Berlin Express (1948)

As film noir was emerging in the mid-to-late 1940s, an interesting hybrid was developing right alongside it:  the docudrama noir.  The bad guys in these movies are embroiled in noir-ish crime stories filmed in stunning shadows, while the good guys are bent on displaying the inner workings of U.S. law enforcement institutions:  T-Men (1947) deals with the Treasury Department battling counterfeiters; The Street with No Name (1948) is all about the FBI; and Border Incident (1949) follows an undercover immigration inspector who joins forces with a Mexican agent to expose a crooked operation.  Like these examples, Berlin Express is a deft blend of grimy realism and artful artifice, another socially conscious film noir.  But it also stakes out different territory as a docu-noir set in Europe, adding international intrigue to the mix.  Like Billy Wilder’s A Foreign Affair, which it beat into theatres, Berlin Express offers a rare feature-film look at the ruins of post-war Germany.  But whereas Wilder’s film is a comedy, Berlin Express ties its worries concerning Germany’s future to a popcorn-style thriller plot.  Despite the air of post-war seriousness and its overriding message of hope, Berlin Express plays more like cloak-and-dagger fluff than history lesson.  And it’s also a nifty train thriller, at least at its beginning and at its climax.

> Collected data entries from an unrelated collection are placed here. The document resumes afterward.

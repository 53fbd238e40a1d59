//! Ringback scheduling
//!
//! SIP does not provide audio while an outgoing call is ringing, so the service plays a
//! local tone instead: first after `initial_delay`, then every `period`.
//!
//! Timer ticks are not acted on by the timer task itself. Each tick is sent back into the
//! session engine as a [`RingbackTick`], so the tone is played from the serialized event
//! loop. Ticks carry the generation of the timer that produced them; ticks of a cancelled
//! timer that are still queued are recognised and dropped.

use std::sync::atomic::{AtomicU64, Ordering};
use std::time::Duration;

use tokio::sync::mpsc;
use tokio::task::JoinHandle;
use tokio::time::{Instant, MissedTickBehavior};

use crate::config::RingbackConfig;
use crate::error::{EngineError, ServiceError, ServiceResult};

/// Locally generated tones
#[derive(Debug, Clone, Copy, PartialEq, Eq)]
pub enum Tone {
    /// Supervisory dial tone used as ringback
    Ringback,
}

/// Plays local tones on the device
pub trait TonePlayer: Send + Sync {
    fn play(&self, tone: Tone, duration: Duration) -> Result<(), EngineError>;
}

/// Tone player for hosts without a tone generator
#[derive(Debug, Clone, Copy, Default)]
pub struct SilentTonePlayer;

impl TonePlayer for SilentTonePlayer {
    fn play(&self, tone: Tone, duration: Duration) -> Result<(), EngineError> {
        tracing::trace!("Skipping {:?} tone of {:?}", tone, duration);
        Ok(())
    }
}

/// A tick of a running ringback timer
#[derive(Debug, Clone, Copy, PartialEq, Eq)]
pub struct RingbackTick {
    pub generation: u64,
}

/// Starts ringback timers whose ticks feed the session engine
#[derive(Debug)]
pub struct RingbackScheduler {
    config: RingbackConfig,
    ticks: mpsc::UnboundedSender<RingbackTick>,
    next_generation: AtomicU64,
}

impl RingbackScheduler {
    /// Fails when the ringback period is zero
    pub fn new(
        config: RingbackConfig,
        ticks: mpsc::UnboundedSender<RingbackTick>,
    ) -> ServiceResult<Self> {
        if config.period.is_zero() {
            return Err(ServiceError::config("ringback period must be greater than 0"));
        }
        Ok(Self {
            config,
            ticks,
            next_generation: AtomicU64::new(1),
        })
    }

    pub fn config(&self) -> &RingbackConfig {
        &self.config
    }

    /// Spawn a new repeating timer
    ///
    /// Must be called from within a tokio runtime.
    pub fn start(&self) -> RingbackTimer {
        let generation = self.next_generation.fetch_add(1, Ordering::Relaxed);
        let ticks = self.ticks.clone();
        let first = Instant::now() + self.config.initial_delay;
        let period = self.config.period;

        let task = tokio::spawn(async move {
            let mut interval = tokio::time::interval_at(first, period);
            interval.set_missed_tick_behavior(MissedTickBehavior::Delay);
            loop {
                interval.tick().await;
                if ticks.send(RingbackTick { generation }).is_err() {
                    break;
                }
            }
        });

        RingbackTimer { generation, task }
    }
}

/// Handle of a running ringback timer
///
/// Dropping the handle cancels the timer.
#[derive(Debug)]
pub struct RingbackTimer {
    generation: u64,
    task: JoinHandle<()>,
}

impl RingbackTimer {
    pub fn generation(&self) -> u64 {
        self.generation
    }

    pub fn cancel(self) {
        // Drop does the abort
    }
}

impl Drop for RingbackTimer {
    fn drop(&mut self) {
        self.task.abort();
    }
}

The director, Jacques Tourneur, had recently helmed Out of the Past (1947), perhaps the quintessential example of pure film noir.  On Berlin Express, he worked with the great cinematographer Lucien Ballard, and these two artists created a film that seems rather comfortable accommodating both a nightmarish, nocturnal world of glamorous intrigue and the stark, devastated reality of on-location Frankfurt and Berlin.  Well done and satisfying as it is, there’s no denying that its plotting is awfully farfetched and implausibly fast-paced.


The plot hinges on the protection of a German doctor, a man who recently led a fact-finding commission regarding the reunification of Germany.  He hopes that his work will keep the Americans, the French, the English, and the Russians, each currently occupying a German zone, will remain on friendly terms.  The doctor is on his way from Paris to Berlin to present his findings to the Allies.  Meanwhile, an evil German underground is bent on killing the doctor and promoting unrest, hoping for an end to all prospects for a peaceful post-Nazi future.  Just what this doctor has to tell the Allies is never made clear, so you just have to accept the fact that it’s “important” and that his work is for the good of all (whatever it may be).  I hesitate in telling you who plays the doctor because that’s one of the film’s enjoyable twists.

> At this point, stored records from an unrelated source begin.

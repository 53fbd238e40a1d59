//! Builder for the session engine
//!
//! [`SessionEngineBuilder`] assembles the collaborators of a session engine and spawns it
//! on the current tokio runtime.
//!
//! # Examples
//!
//! ```rust,no_run
//! use std::sync::Arc;
//! use dialtone_call_service::account::JsonAccountStore;
//! use dialtone_call_service::engine::ProtocolEngine;
//! use dialtone_call_service::events::NotificationBus;
//! use dialtone_call_service::service::{DialRequest, SessionEngineBuilder, StartRequest};
//! use dialtone_call_service::ServiceConfig;
//!
//! # async fn run(engine: Arc<dyn ProtocolEngine>) -> dialtone_call_service::ServiceResult<()> {
//! let bus = NotificationBus::new();
//! let mut notifications = bus.subscribe();
//!
//! let service = SessionEngineBuilder::new()
//!     .config(ServiceConfig::new("sip.example.com"))
//!     .engine(engine)
//!     .account_store(Arc::new(JsonAccountStore::new("/data/account.json")))
//!     .notification_bus(bus)
//!     .start_request(StartRequest::Outgoing(DialRequest::new("+3199999999")))
//!     .spawn()?;
//!
//! while let Some(notification) = notifications.recv().await {
//!     println!("{:?}", notification);
//! }
//! let reason = service.join().await?;
//! println!("service stopped: {}", reason);
//! # Ok(())
//! # }
//! ```

use std::sync::Arc;

use tokio::sync::mpsc;

use super::{EngineParts, RunningService, SessionEngine, StartRequest};
use crate::account::AccountStore;
use crate::config::ServiceConfig;
use crate::engine::{EngineAdapter, ProtocolEngine};
use crate::error::{ServiceError, ServiceResult};
use crate::events::NotificationBus;
use crate::middleware::{HttpMiddlewareClient, MiddlewareClient};
use crate::ringback::{SilentTonePlayer, TonePlayer};

/// Fluent builder for a session engine
///
/// A protocol engine and an account store are required. Without an explicit middleware
/// client an [`HttpMiddlewareClient`] is built from the configuration; without a tone
/// player ringback is silent.
pub struct SessionEngineBuilder {
    config: ServiceConfig,
    engine: Option<Arc<dyn ProtocolEngine>>,
    account_store: Option<Arc<dyn AccountStore>>,
    tone_player: Arc<dyn TonePlayer>,
    middleware: Option<Arc<dyn MiddlewareClient>>,
    bus: NotificationBus,
    start_request: Option<StartRequest>,
}

impl Default for SessionEngineBuilder {
    fn default() -> Self {
        Self::new()
    }
}

impl SessionEngineBuilder {
    pub fn new() -> Self {
        Self {
            config: ServiceConfig::default(),
            engine: None,
            account_store: None,
            tone_player: Arc::new(SilentTonePlayer),
            middleware: None,
            bus: NotificationBus::new(),
            start_request: None,
        }
    }

    pub fn config(mut self, config: ServiceConfig) -> Self {
        self.config = config;
        self
    }

    pub fn engine(mut self, engine: Arc<dyn ProtocolEngine>) -> Self {
        self.engine = Some(engine);
        self
    }

    pub fn account_store(mut self, store: Arc<dyn AccountStore>) -> Self {
        self.account_store = Some(store);
        self
    }

    pub fn tone_player(mut self, player: Arc<dyn TonePlayer>) -> Self {
        self.tone_player = player;
        self
    }

    pub fn middleware(mut self, client: Arc<dyn MiddlewareClient>) -> Self {
        self.middleware = Some(client);
        self
    }

    /// Publish notifications on an existing bus
    ///
    /// Subscribe to the bus before spawning to observe start-up notifications.
    pub fn notification_bus(mut self, bus: NotificationBus) -> Self {
        self.bus = bus;
        self
    }

    pub fn start_request(mut self, request: StartRequest) -> Self {
        self.start_request = Some(request);
        self
    }

    /// Validate the configuration and spawn the session engine
    ///
    /// Must be called from within a tokio runtime.
    pub fn spawn(self) -> ServiceResult<RunningService> {
        self.config.validate()?;

        let engine = self
            .engine
            .ok_or_else(|| ServiceError::config("a protocol engine is required"))?;
        let account_store = self
            .account_store
            .ok_or_else(|| ServiceError::config("an account store is required"))?;
        let middleware: Arc<dyn MiddlewareClient> = match self.middleware {
            Some(client) => client,
            None => Arc::new(HttpMiddlewareClient::new(&self.config.middleware)?),
        };

        let adapter = EngineAdapter::new(engine, self.config.media_wiring_timeout);
        let (control_tx, control_rx) = mpsc::unbounded_channel();
        let parts = EngineParts {
            config: self.config,
            adapter,
            account_store,
            tone_player: self.tone_player,
            middleware,
            bus: self.bus.clone(),
            start_request: self.start_request,
        };

        let (engine, inbox) = SessionEngine::new(parts, control_rx)?;
        tracing::debug!("Spawning session engine");
        Ok(super::spawn(engine, inbox, self.bus, control_tx))
    }
}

When the doctor is kidnapped, his French secretary (Merle Oberon) leads a rescue mission through ravaged Frankfurt.  Helping her are four representatives, each from one of the Allied countries, each in Germany for his specific talent.  The American, Robert Ryan, is there because he’s an agricultural expert.  The others are Frenchman Charles Korvin, British Robert Coote, and Russian Roman Toporow.  Another good twist is that one of these men is the would-be assassin, waiting for his chance.


A major flaw is the ease with which clues fall into the path of this quintet, and the ridiculously short amount of time it takes to find the doctor.  Just how small a town is Frankfurt?  But, along the way, there are some visual dazzlers:  a shootout in an old brewery; a brawl in a water tank; and a climax in which the killer is caught because of a reflection from a train window.  Then it’s goodbye at the Brandenburg Gate, with the especially hopeful coming together of the American and the Russian, so touchingly oblivious to decades of Cold War ahead.

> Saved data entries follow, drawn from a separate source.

//! Property tests over random interleavings of engine callbacks and user commands

mod common;

use std::time::Duration;

use common::{active_audio, TestService};
use dialtone_call_service::call::{CallDirection, CallState};
use dialtone_call_service::engine::{CallHandle, InviteState};
use dialtone_call_service::service::{CallSnapshot, DialRequest};
use dialtone_call_service::ServiceError;
use proptest::prelude::*;

#[derive(Debug, Clone)]
enum Step {
    Offer(i32),
    Dial,
    Provisional { early_media: bool },
    Confirmed,
    Disconnected,
    MediaOn,
    MediaOff,
    StrayCallback(i32),
    HoldToggle,
    Answer,
    Dtmf,
    Wait(u64),
}

fn step() -> impl Strategy<Value = Step> {
    prop_oneof![
        (100..110i32).prop_map(Step::Offer),
        Just(Step::Dial),
        any::<bool>().prop_map(|early_media| Step::Provisional { early_media }),
        Just(Step::Confirmed),
        Just(Step::Disconnected),
        Just(Step::MediaOn),
        Just(Step::MediaOff),
        (500..510i32).prop_map(Step::StrayCallback),
        Just(Step::HoldToggle),
        Just(Step::Answer),
        Just(Step::Dtmf),
        (0..6000u64).prop_map(Step::Wait),
    ]
}

fn wants_ringback(call: &CallSnapshot) -> bool {
    call.direction == CallDirection::Outgoing && call.state == CallState::Early && !call.media_bound
}

/// Apply one step; returns `false` once the service has terminated
async fn apply(service: &TestService, current: Option<&CallSnapshot>, step: &Step) -> bool {
    let engine = &service.engine;
    match step {
        Step::Offer(id) => {
            let handle = CallHandle(*id);
            if current.is_some_and(|call| call.handle == handle) {
                return true;
            }
            engine.offer_incoming(handle, "sip:+3100012345@sip.example.com", None);
            let after = service.handle.snapshot().await;
            if let (Some(active), Ok(after)) = (current, &after) {
                let call = after.call.as_ref().expect("busy offer keeps the call");
                assert_eq!(call.handle, active.handle);
                assert!(engine.has_op(&format!("answer {} 486", handle)));
            }
            after.is_ok()
        }
        Step::Dial => match service.handle.place_call(DialRequest::new("+3199999999")).await {
            Ok(_) => {
                assert!(current.is_none(), "dial accepted while a call exists");
                true
            }
            Err(ServiceError::Busy { active }) => {
                assert_eq!(Some(active), current.map(|call| call.handle));
                true
            }
            Err(ServiceError::ChannelClosed) => false,
            Err(other) => panic!("unexpected dial error {:?}", other),
        },
        Step::Provisional { early_media } => {
            if let Some(call) = current {
                let status = if *early_media { 183 } else { 180 };
                engine.set_call_state(call.handle, InviteState::Early, status);
            }
            true
        }
        Step::Confirmed => {
            if let Some(call) = current {
                engine.set_call_state(call.handle, InviteState::Confirmed, 200);
            }
            true
        }
        Step::Disconnected => {
            if let Some(call) = current {
                engine.set_call_state(call.handle, InviteState::Disconnected, 200);
            }
            true
        }
        Step::MediaOn => {
            if let Some(call) = current {
                engine.set_media(call.handle, vec![active_audio(0)]);
            }
            true
        }
        Step::MediaOff => {
            if let Some(call) = current {
                engine.set_media(call.handle, Vec::new());
            }
            true
        }
        Step::StrayCallback(id) => {
            engine.set_call_state(CallHandle(*id), InviteState::Disconnected, 487);
            true
        }
        Step::HoldToggle => service.handle.hold_toggle().is_ok(),
        Step::Answer => service.handle.answer().is_ok(),
        Step::Dtmf => service.handle.dial_dtmf("7").is_ok(),
        Step::Wait(millis) => {
            tokio::time::sleep(Duration::from_millis(*millis)).await;
            true
        }
    }
}

async fn run_trace(steps: Vec<Step>) {
    let service = TestService::registered().await;
    let mut current: Option<CallSnapshot> = None;

    for step in &steps {
        if !apply(&service, current.as_ref(), step).await {
            break;
        }
        let snapshot = match service.handle.snapshot().await {
            Ok(snapshot) => snapshot,
            Err(_) => break,
        };

        if let Some(call) = &snapshot.call {
            assert_eq!(
                call.ringback_active,
                wants_ringback(call),
                "ringback out of sync after {:?}: {:?}",
                step,
                call
            );
            if let Some(previous) = &current {
                // a call is only ever replaced by itself
                assert_eq!(call.handle, previous.handle, "second call admitted by {:?}", step);
            }
        }
        current = snapshot.call;
    }
}

proptest! {
    #![proptest_config(ProptestConfig::with_cases(64))]

    #[test]
    fn one_call_and_ringback_invariants_hold(steps in prop::collection::vec(step(), 1..40)) {
        let runtime = tokio::runtime::Builder::new_current_thread()
            .enable_all()
            .start_paused(true)
            .build()
            .unwrap();
        runtime.block_on(run_trace(steps));
    }
}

Ms. Oberon was married to cinematographer Ballard at the time this film was made.  Was naming her character “Lucienne” a little nod to hubby Lucien?  Her French accent is dreadful, and she’s easily outacted by the gentlemen surrounding her.  Ryan is his solid self, comfortably representing all that is strong, smart, and good in America.  The film is a bit too reliant on its narration by actor Paul Stewart, though it’s his job to set up the documentary feeling with which the film begins.  Once the plot gets rolling, you can feel Hollywood’s unwillingness to let go of Germans as the screen’s prime villains.  Like the great Notorious (1946), it makes gripping use of the possibility that the defeated Nazis are still plotting as we speak.  That paranoia is admittedly dramatically juicy, or was, at least, in those earliest post-war years.


Tourneur left film noir behind with two of my favorite Joel McCrea movies—Star in My Crown (1950) and Wichita (1955)—but, from the days of his horror classics—Cat People (1942) and I Walked with a Zombie (1943)—through to Out of the Past and Berlin Express, Tourneur was a master of noir, whether in its purest form or in its variations.


 •  0 comments  •  flag
Share on Twitter
Published on April 15, 2013 11:51
No comments have been added yet.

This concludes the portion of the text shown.